Anthony Heald (born August 25, 1944) is an American character actor known for portraying Hannibal Lecter's jailer, Dr. Frederick Chilton, in The Silence of the Lambs (1991) and Red Dragon (2002), and for playing vice principal Scott Guber in David E. Kelley's Boston Public (2000–2004). Heald also had a recurring role as Judge Cooper on Kelley's The Practice and Boston Legal. He had a prominent role as a troubled psychic in The X-Files episode "Closure".

==Early years==
Heald was born on August 25, 1944, in New Rochelle, New York, and grew up in Massapequa, New York. He graduated from Michigan State University in 1970.

==Career==

Heald has worked extensively on Broadway and has been twice nominated for the Tony Award for his work as Lord Evelyn Oakleigh in Anything Goes (1988) and Terrence McNally's Love! Valour! Compassion! (1995). He also appeared in McNally's The Lisbon Traviata (1989), Inherit the Wind (1998), Deep Rising (1998), and Lips Together, Teeth Apart (1991).

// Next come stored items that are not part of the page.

//! # Error Types
//!
//! This module defines the error types used throughout the session library.
//! Internally the state machines never propagate errors — every fallible
//! step resolves to a next-state value and recovery happens through backoff
//! and state regression. These types appear at the seams instead: the
//! transport, the binary codec, and session setup.

/// The primary error enum for the session layer.
///
/// It is generic over the transport error type `T`, allowing it to wrap
/// specific errors from the underlying network transport.
#[derive(Debug)]
#[cfg_attr(feature = "defmt", derive(defmt::Format))]
pub enum CloudError<T> {
    /// An error occurred in the underlying transport layer.
    Transport(T),
    /// The binary codec rejected a payload.
    Codec(CodecError),
    /// The session is not connected to the broker.
    NotConnected,
    /// The buffer provided for an operation was too small.
    BufferTooSmall,
}

/// Allows automatic conversion of any transport error into a `CloudError`,
/// so the `?` operator works on transport results.
impl<T> From<T> for CloudError<T> {
    fn from(err: T) -> Self {
        CloudError::Transport(err)
    }
}

/// Errors reported by the binary codec collaborator.
///
/// A decode error on a single inbound message is always treated as
/// transient: the message is dropped and the session keeps running.
#[derive(Debug, Clone, Copy, PartialEq, Eq)]
#[cfg_attr(feature = "defmt", derive(defmt::Format))]
pub enum CodecError {
    /// The output buffer cannot hold the encoded form.
    BufferTooSmall,
    /// The input is not a well-formed message.
    Malformed,
    /// The message tag is not one this codec can represent, e.g. an
    /// internal command that must never be wire-encoded.
    UnsupportedCommand,
}

/// Errors raised while building the static session configuration.
#[derive(Debug, Clone, Copy, PartialEq, Eq)]
#[cfg_attr(feature = "defmt", derive(defmt::Format))]
pub enum ConfigError {
    /// A configuration value exceeds its fixed capacity.
    ValueTooLong,
}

Heald has recorded audio books on tape, including works as varied as Where the Red Fern Grows, The New York Times bestsellers such as The Pelican Brief, Jurassic Park and Midnight in the Garden of Good and Evil, Moby-Dick, several works by science fiction writer Philip K. Dick, as well as a sizable number of titles in the Star Wars audio book library.

On television, Heald made appearances in shows including Miami Vice ("The Prodigal Son"), Law & Order ("The Troubles" and "Virtue"), The X-Files ("Closure"), and the Cheers series finale ("One for the Road"). He later appeared on the Cheers spin-off Frasier. He also played vice principal Scott Guber in David E. Kelley's Boston Public (2000–2004). Heald also had a recurring role as Judge Cooper on Kelley's The Practice and Boston Legal.

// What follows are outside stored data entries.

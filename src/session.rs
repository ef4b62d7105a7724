//! # Session Orchestrator
//!
//! The top-level state machine owning physical connectivity, time sync, the
//! broker connection, and the three sub-processes. One external driver
//! calls [`CloudSession::update`] at its own cadence; every tick performs
//! at most one non-blocking attempt per state and returns.
//!
//! The orchestrator is also the bus's upstream sink: after ticking the
//! processes it drains their queued messages, intercepting the internal
//! ones (property transmission, the attach handshake, teardown requests)
//! and wire-encoding the rest onto the command topic.

use embassy_time::Instant;

use crate::backoff::Backoff;
use crate::bus::MessageBus;
use crate::codec::Codec;
use crate::config::{self, SessionConfig, TX_BUFFER_CAPACITY};
use crate::error::CloudError;
use crate::message::{Command, CommandId, ThingId};
use crate::process::device::DeviceProcess;
use crate::process::ota::{OtaCoordinator, OtaPlatform, OtaState};
use crate::process::thing::ThingProcess;
use crate::process::{CloudProcess, channel};
use crate::time::{TimeSource, is_plausible};
use crate::transport::{CloudTransport, DeviceTopics, InboundMessage, ThingTopics};

/// Notifications surfaced to the embedding application.
#[derive(Debug, Clone, Copy, PartialEq, Eq)]
#[cfg_attr(feature = "defmt", derive(defmt::Format))]
pub enum SessionEvent {
    /// The device attached to its thing.
    Connected,
    /// The shadow was applied to the local properties.
    Synchronized,
    /// The session tore down and will reconnect.
    Disconnected,
}

/// Callback invoked on session events.
pub type OnEventCallback = fn(SessionEvent);

#[derive(Debug, Clone, Copy, PartialEq, Eq)]
#[cfg_attr(feature = "defmt", derive(defmt::Format))]
enum State {
    ConnectPhy,
    SyncTime,
    ConnectMqttBroker,
    Connected,
    Disconnect,
}

/// A durable logical connection between one device and one cloud thing.
pub struct CloudSession<T, C, Z, P, const N: usize = 16>
where
    T: CloudTransport,
    C: Codec,
    Z: TimeSource,
    P: OtaPlatform,
{
    config: SessionConfig,
    state: State,
    attempt: Backoff,
    transport: T,
    codec: C,
    time: Z,
    bus: MessageBus,
    device: DeviceProcess<N>,
    thing: ThingProcess<N>,
    ota: OtaCoordinator<P>,
    device_topics: DeviceTopics,
    thing_topics: Option<ThingTopics>,
    retransmit_buf: heapless::Vec<u8, TX_BUFFER_CAPACITY>,
    retransmit_pending: bool,
    teardown_requested: bool,
    on_event: Option<OnEventCallback>,
}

In film, Heald appeared as Hannibal Lecter's jailer, Dr. Frederick Chilton, in The Silence of the Lambs (1991) and Red Dragon (2002). He also appeared as different characters in three adaptations of John Grisham best-sellers: a villainous lawyer in The Pelican Brief (1993), an FBI Agent in The Client (1994), and a psychiatrist in A Time to Kill (1996). He also played a government agent posing as an acting student in Outrageous Fortune (1987), George Lazan in Postcards from the Edge (1990), and an FBI Mystique Interrogator in X-Men: The Last Stand (2006).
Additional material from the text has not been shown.